Carl Fieger (1893–1960) was a German architect, designer, and teacher at the Bauhaus.

Life

Early life 
Carl Fieger was born in Mainz, German Empire on June 15, 1893. Beginning in 1908, Fieger studied at the Mainz Art and Vocational School (). After completing his studies in 1911, he worked at the studio of Peter Behrens where he became acquainted with Le Corbusier and Walter Gropius. In 1912, Fieger began working for Walter Gropius, with whom he would collaborate until 1934. Among the designs Fieger was involved with at Gropius' studio were the Fagus Factory (1922) and Bauhaus Building (1925).

In 1921, Gropius appointed Fieger as a teacher of architectural drawing at the Bauhaus, Weimar.

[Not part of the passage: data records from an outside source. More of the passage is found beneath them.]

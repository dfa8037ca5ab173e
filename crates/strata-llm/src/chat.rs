//! OpenAI-compatible chat provider
//!
//! Talks to any endpoint implementing `POST {base}/chat/completions`.
//! DeepSeek is the default; OpenAI, vLLM and Ollama's compatibility layer
//! work with a different base URL.
//!
//! # Examples
//!
//! ```no_run
//! use strata_llm::ChatProvider;
//! use strata_domain::traits::LlmProvider;
//!
//! let provider = ChatProvider::new("https://api.deepseek.com", "deepseek-chat")
//!     .unwrap()
//!     .with_api_key("sk-...");
//! let reply = provider.complete("You are terse.", "Say hello").unwrap();
//! ```

use crate::LlmError;
use serde::{Deserialize, Serialize};
use std::time::Duration;
use strata_domain::traits::LlmProvider as LlmProviderTrait;
use tokio::runtime::Runtime;
use tracing::debug;

/// Default API base URL
pub const DEFAULT_ENDPOINT: &str = "https://api.deepseek.com";

/// Default model
pub const DEFAULT_MODEL: &str = "deepseek-chat";

/// Default timeout for LLM requests (120 seconds)
pub const DEFAULT_TIMEOUT_SECS: u64 = 120;

/// Chat-completions provider
///
/// Makes exactly one request per call. Retrying is the caller's business.
pub struct ChatProvider {
    endpoint: String,
    model: String,
    temperature: Option<f32>,
    api_key: Option<String>,
    client: reqwest::Client,
    runtime: Runtime,
}

#[derive(Serialize)]
struct Message<'a> {
    role: &'a str,
    content: &'a str,
}

/// Request body for the chat completions API
#[derive(Serialize)]
struct ChatCompletionRequest<'a> {
    model: &'a str,
    messages: Vec<Message<'a>>,
    stream: bool,
    #[serde(skip_serializing_if = "Option::is_none")]
    temperature: Option<f32>,
}

/// Response from the chat completions API
#[derive(Deserialize)]
struct ChatCompletionResponse {
    choices: Vec<Choice>,
}

#[derive(Deserialize)]
struct Choice {
    message: ChoiceMessage,
}

#[derive(Deserialize)]
struct ChoiceMessage {
    content: Option<String>,
}

impl ChatProvider {
    /// Create a new provider with the default timeout
    ///
    /// # Parameters
    ///
    /// - `endpoint`: API base URL (e.g., "https://api.deepseek.com")
    /// - `model`: Model to use (e.g., "deepseek-chat")
    pub fn new(endpoint: impl Into<String>, model: impl Into<String>) -> Result<Self, LlmError> {
        Self::with_timeout(endpoint, model, Duration::from_secs(DEFAULT_TIMEOUT_SECS))
    }

    /// Create a new provider with an explicit request timeout
    pub fn with_timeout(
        endpoint: impl Into<String>,
        model: impl Into<String>,
        timeout: Duration,
    ) -> Result<Self, LlmError> {
        let client = reqwest::Client::builder()
            .timeout(timeout)
            .build()
            .map_err(|e| LlmError::Other(format!("failed to build HTTP client: {}", e)))?;

        let runtime = tokio::runtime::Builder::new_current_thread()
            .enable_all()
            .build()
            .map_err(|e| LlmError::Other(format!("failed to start runtime: {}", e)))?;

        Ok(Self {
            endpoint: endpoint.into().trim_end_matches('/').to_string(),
            model: model.into(),
            temperature: None,
            api_key: None,
            client,
            runtime,
        })
    }

    /// Send `Authorization: Bearer <key>` on every request
    pub fn with_api_key(mut self, api_key: impl Into<String>) -> Self {
        self.api_key = Some(api_key.into());
        self
    }

    /// Set the sampling temperature
    pub fn with_temperature(mut self, temperature: f32) -> Self {
        self.temperature = Some(temperature);
        self
    }

    fn url(&self) -> String {
        format!("{}/chat/completions", self.endpoint)
    }

    /// Run one chat completion
    ///
    /// # Errors
    ///
    /// Returns error if:
    /// - The endpoint is unreachable or times out
    /// - The model is unknown (HTTP 404)
    /// - The service is rate limiting (HTTP 429)
    /// - The response body has no message content
    pub async fn chat(&self, system: &str, user: &str) -> Result<String, LlmError> {
        let request_body = ChatCompletionRequest {
            model: &self.model,
            messages: vec![
                Message { role: "system", content: system },
                Message { role: "user", content: user },
            ],
            stream: false,
            temperature: self.temperature,
        };

        debug!(model = %self.model, user_len = user.len(), "sending chat completion request");

        let mut request = self.client.post(self.url()).json(&request_body);
        if let Some(key) = &self.api_key {
            request = request.bearer_auth(key);
        }

        let response = request
            .send()
            .await
            .map_err(|e| LlmError::Communication(format!("Request failed: {}", e)))?;

        let status = response.status();
        if status == reqwest::StatusCode::NOT_FOUND {
            return Err(LlmError::ModelNotAvailable(self.model.clone()));
        }
        if status == reqwest::StatusCode::TOO_MANY_REQUESTS {
            return Err(LlmError::RateLimitExceeded);
        }
        if !status.is_success() {
            let error_text = response
                .text()
                .await
                .unwrap_or_else(|_| "Unknown error".to_string());
            return Err(LlmError::Communication(format!("HTTP {}: {}", status, error_text)));
        }

        let parsed = response
            .json::<ChatCompletionResponse>()
            .await
            .map_err(|e| LlmError::InvalidResponse(format!("Failed to parse response: {}", e)))?;

        let content = parsed
            .choices
            .into_iter()
            .next()
            .and_then(|choice| choice.message.content)
            .filter(|content| !content.trim().is_empty())
            .ok_or_else(|| LlmError::InvalidResponse("empty or missing content".to_string()))?;

        debug!(response_len = content.len(), "received chat completion");
        Ok(content)
    }
}

impl LlmProviderTrait for ChatProvider {
    type Error = LlmError;

    fn model_name(&self) -> &str {
        &self.model
    }

    fn complete(&self, system: &str, user: &str) -> Result<String, Self::Error> {
        // Blocking wrapper for the async request
        self.runtime.block_on(self.chat(system, user))
    }
}

#[cfg(test)]
mod tests {
    use super::*;

    #[test]
    fn test_chat_provider_creation() {
        let provider = ChatProvider::new("https://api.deepseek.com/", "deepseek-chat").unwrap();
        assert_eq!(provider.endpoint, "https://api.deepseek.com");
        assert_eq!(provider.model_name(), "deepseek-chat");
        assert_eq!(provider.url(), "https://api.deepseek.com/chat/completions");
        assert!(provider.api_key.is_none());
    }

    #[test]
    fn test_chat_provider_builders() {
        let provider = ChatProvider::new(DEFAULT_ENDPOINT, DEFAULT_MODEL)
            .unwrap()
            .with_api_key("secret")
            .with_temperature(0.2);
        assert_eq!(provider.api_key.as_deref(), Some("secret"));
        assert_eq!(provider.temperature, Some(0.2));
    }

    #[test]
    fn test_request_serialization() {
        let body = ChatCompletionRequest {
            model: "m",
            messages: vec![Message { role: "system", content: "s" }],
            stream: false,
            temperature: None,
        };
        let json = serde_json::to_value(&body).unwrap();
        assert_eq!(json["messages"][0]["role"], "system");
        assert!(json.get("temperature").is_none());
    }

    #[test]
    fn test_unreachable_endpoint_is_communication_error() {
        // Use invalid endpoint to trigger error
        let provider = ChatProvider::with_timeout(
            "http://localhost:99999",
            "deepseek-chat",
            Duration::from_secs(2),
        )
        .unwrap();

        match provider.complete("system", "user") {
            Err(LlmError::Communication(_)) => {} // Expected
            other => panic!("Expected Communication error, got {:?}", other),
        }
    }

    // Integration test (requires network and DEEPSEEK_API_KEY)
    #[test]
    #[ignore]
    fn test_chat_integration() {
        let key = std::env::var("DEEPSEEK_API_KEY").unwrap();
        let provider = ChatProvider::new(DEFAULT_ENDPOINT, DEFAULT_MODEL)
            .unwrap()
            .with_api_key(key);
        let reply = provider.complete("Answer with one word.", "Say hello").unwrap();
        assert!(!reply.is_empty());
    }
}
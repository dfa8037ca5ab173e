//! Concept module
//!
//! A concept is the node type of the graph. Its `name` is the natural
//! primary key: writing a concept whose name already exists updates that
//! node instead of creating a second one.

use crate::Confidence;

/// Where in the document a concept was seen
#[derive(Debug, Clone, PartialEq)]
pub struct SourceRef {
    /// Character offset reported by the extractor
    pub position: u64,

    /// Surrounding text
    pub context: String,
}

/// Position of a concept in the concept hierarchy
#[derive(Debug, Clone, PartialEq)]
pub struct Hierarchy {
    /// Parent concept name (weak reference: the parent need not exist)
    pub parent: Option<String>,

    /// Depth in the hierarchy
    pub level: u32,
}

/// A named entity extracted from a document
#[derive(Debug, Clone, PartialEq)]
pub struct Concept {
    /// Unique key
    pub name: String,

    /// Free-text type label
    pub concept_type: String,

    /// Free-text description
    pub description: String,

    /// Extraction confidence
    pub confidence: Confidence,

    /// Provenance within the document
    pub source: SourceRef,

    /// Hierarchical placement
    pub hierarchy: Hierarchy,

    /// Version as reported by the extractor for this mention.
    /// Stored as-is; never compared against a previously stored version.
    pub version: u64,

    /// Related concept names (weak references)
    pub references: Vec<String>,
}

impl Concept {
    /// Whether this concept has a hierarchy parent
    pub fn has_parent(&self) -> bool {
        self.hierarchy.parent.is_some()
    }
}
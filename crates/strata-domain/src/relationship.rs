//! Relationship module
//!
//! Relationships are directed edges `source -> target` between concepts,
//! addressed by concept name. They have no uniqueness key: writing the same
//! relationship twice yields two edges.

use crate::Confidence;
use std::collections::BTreeMap;

/// Strength of the relationship in each direction
#[derive(Debug, Clone, Copy, PartialEq)]
pub struct BidirectionalStrength {
    /// source -> target
    pub forward: Confidence,
    /// target -> source
    pub backward: Confidence,
}

/// When the relationship was observed (ISO-8601 timestamps)
#[derive(Debug, Clone, PartialEq)]
pub struct Temporal {
    /// First observation
    pub first_seen: String,
    /// Most recent observation
    pub last_seen: String,
}

/// Free-text classification tags
#[derive(Debug, Clone, PartialEq)]
pub struct Classification {
    /// e.g. "dependency"
    pub category: String,
    /// e.g. "direct"
    pub directness: String,
    /// e.g. "strong"
    pub strength: String,
}

/// How the relationship was obtained
#[derive(Debug, Clone, PartialEq)]
pub struct Provenance {
    /// Text the relationship was extracted from
    pub source_context: String,
    /// Name of the extraction method
    pub extraction_method: String,
}

/// Metadata carried on every edge
#[derive(Debug, Clone, PartialEq)]
pub struct RelationshipMetadata {
    /// Extraction confidence
    pub confidence: Confidence,
    /// Directional strengths
    pub bidirectional_strength: BidirectionalStrength,
    /// Observation window
    pub temporal: Temporal,
    /// Classification tags
    pub classification: Classification,
    /// Origin of the edge
    pub provenance: Provenance,
}

/// A directed, typed connection between two concepts
#[derive(Debug, Clone, PartialEq)]
pub struct Relationship {
    /// Source concept name
    pub source: String,

    /// Free-text type label
    pub relationship_type: String,

    /// Target concept name
    pub target: String,

    /// Edge metadata
    pub metadata: RelationshipMetadata,

    /// Open properties merged onto the edge in addition to the metadata
    pub properties: BTreeMap<String, String>,
}
//! Extraction call against a language model

use crate::error::PipelineError;
use crate::prompt::PromptBuilder;
use std::fmt::Display;
use strata_domain::traits::LlmProvider;
use tracing::debug;

/// Sends one chunk plus its context to the model and returns the raw reply
///
/// No retries here; the pipeline wraps the call in its own retry budget.
pub struct ExtractionClient<L> {
    provider: L,
}

impl<L> ExtractionClient<L>
where
    L: LlmProvider,
    L::Error: Display,
{
    /// Wrap a provider
    pub fn new(provider: L) -> Self {
        Self { provider }
    }

    /// Model behind the provider
    pub fn model_name(&self) -> &str {
        self.provider.model_name()
    }

    /// Request an extraction for `chunk`
    pub fn extract(&self, chunk: &str, context: &str) -> Result<String, PipelineError> {
        let prompt = PromptBuilder::new(chunk, context).build();

        debug!(
            model = self.provider.model_name(),
            chunk_chars = chunk.chars().count(),
            context_chars = context.chars().count(),
            "requesting extraction"
        );

        let raw = self
            .provider
            .complete(&prompt.system, &prompt.user)
            .map_err(|e| PipelineError::ExternalService(e.to_string()))?;

        debug!(response_chars = raw.chars().count(), "received extraction");
        Ok(raw)
    }
}

#[cfg(test)]
mod tests {
    use super::*;
    use strata_llm::{LlmError, MockProvider};

    #[test]
    fn test_extract_returns_raw_reply() {
        let provider = MockProvider::new("raw reply");
        let client = ExtractionClient::new(provider.clone());

        assert_eq!(client.extract("chunk", "ctx").unwrap(), "raw reply");
        assert_eq!(client.model_name(), "mock");

        let calls = provider.calls();
        assert_eq!(calls.len(), 1);
        assert_eq!(calls[0].user, "Context: ctx\n\nChunk: chunk");
    }

    #[test]
    fn test_provider_failure_is_external_service_error() {
        let provider = MockProvider::default();
        provider.push_error(LlmError::RateLimitExceeded);
        let client = ExtractionClient::new(provider);

        let err = client.extract("chunk", "").unwrap_err();
        assert_eq!(
            err,
            PipelineError::ExternalService("Rate limit exceeded".to_string())
        );
    }
}
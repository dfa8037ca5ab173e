//! Strata CLI - Build a concept graph from technical documents.

use clap::Parser;
use strata_cli::{commands, config, Cli, Command, Config, Formatter};
use tracing::warn;
use tracing_subscriber::EnvFilter;

fn main() {
    // Before parsing, so `env` arguments see values from .env
    let env_file = config::load_dotenv();

    let cli = Cli::parse();
    init_tracing(cli.log_level.as_deref());
    if let Err(e) = env_file {
        warn!(error = %e, "ignoring .env file");
    }

    match run(cli) {
        Ok(true) => {}
        Ok(false) => std::process::exit(1),
        Err(e) => {
            eprintln!("Error: {}", e);
            std::process::exit(1);
        }
    }
}

/// Log to stderr; `--log-level` wins over `RUST_LOG`, which wins over `info`
fn init_tracing(level: Option<&str>) {
    let filter = match level {
        Some(level) => EnvFilter::try_new(level).unwrap_or_else(|_| EnvFilter::new("info")),
        None => EnvFilter::try_from_default_env().unwrap_or_else(|_| EnvFilter::new("info")),
    };

    tracing_subscriber::fmt()
        .with_writer(std::io::stderr)
        .with_env_filter(filter)
        .init();
}

fn run(cli: Cli) -> strata_cli::Result<bool> {
    let config = Config::load(cli.config.as_deref())?;
    let formatter = Formatter::new(cli.format, !cli.no_color);

    match cli.command {
        Command::Process(args) => {
            commands::execute_process(args, &config, &formatter)?;
            Ok(true)
        }
        Command::Show => {
            commands::execute_show(&config, &formatter)?;
            Ok(true)
        }
        Command::Db(args) => commands::execute_db(args, &config, &formatter),
    }
}
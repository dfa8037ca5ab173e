//! Extraction request construction

/// A ready-to-send extraction request
#[derive(Debug, Clone, PartialEq)]
pub struct Prompt {
    /// Fixed instruction describing the response shape
    pub system: String,
    /// Context rendering plus the chunk text
    pub user: String,
}

/// Builds the extraction request for one chunk
pub struct PromptBuilder<'a> {
    chunk: &'a str,
    context: &'a str,
}

impl<'a> PromptBuilder<'a> {
    /// Create a builder for `chunk`, primed with a rendered context window
    pub fn new(chunk: &'a str, context: &'a str) -> Self {
        Self { chunk, context }
    }

    /// Build the request
    pub fn build(&self) -> Prompt {
        Prompt {
            system: EXTRACTION_INSTRUCTIONS.to_string(),
            user: format!("Context: {}\n\nChunk: {}", self.context, self.chunk),
        }
    }
}

const EXTRACTION_INSTRUCTIONS: &str = r#"Analyze technical documentation and return results as a single JSON object in the following format:

{
  "analysis": {
    "concepts": [
      {
        "name": "concept_name",
        "type": "concept_type",
        "description": "description",
        "confidence": 0.95,
        "source": {"position": 1234, "context": "surrounding text for context"},
        "hierarchy": {"parent": "parent_concept", "level": 1},
        "version": 1,
        "references": ["related_concept"]
      }
    ],
    "relationships": [
      {
        "source": "source_concept",
        "type": "relationship_type",
        "target": "target_concept",
        "metadata": {
          "confidence": 0.90,
          "bidirectional_strength": {"forward": 0.85, "backward": 0.75},
          "temporal": {"first_seen": "2024-01-26T13:45:00Z", "last_seen": "2024-01-26T13:45:00Z"},
          "classification": {"category": "dependency", "directness": "direct", "strength": "strong"},
          "provenance": {"source_context": "contextual information", "extraction_method": "llm_analysis"}
        },
        "properties": [{"name": "additional_info", "value": "value"}]
      }
    ]
  }
}

Guidelines for analysis:
1. Assign confidence scores between 0.0 and 1.0 based on clarity and context
2. Use hierarchical classification for concepts; use null for a concept without a parent
3. Track relationship directionality and strength
4. Provide detailed context for provenance
5. Classify relationships by type and directness
6. Only relate concepts that appear in the "concepts" list of the same response
7. Timestamps must be RFC 3339

Output the JSON object only, with no additional text."#;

In 1934, Fieger was blacklisted by the Nazi Party, though he continued to produce architectural work anonymously.

Postwar 
Following World War II Fieger participated in the rebuilding of Dessau and was involved in Hubert Hoffmann's efforts to reopen the Bauhaus.

In 1952, he began working as a research fellow at Deutsche Bauakademie in East Berlin.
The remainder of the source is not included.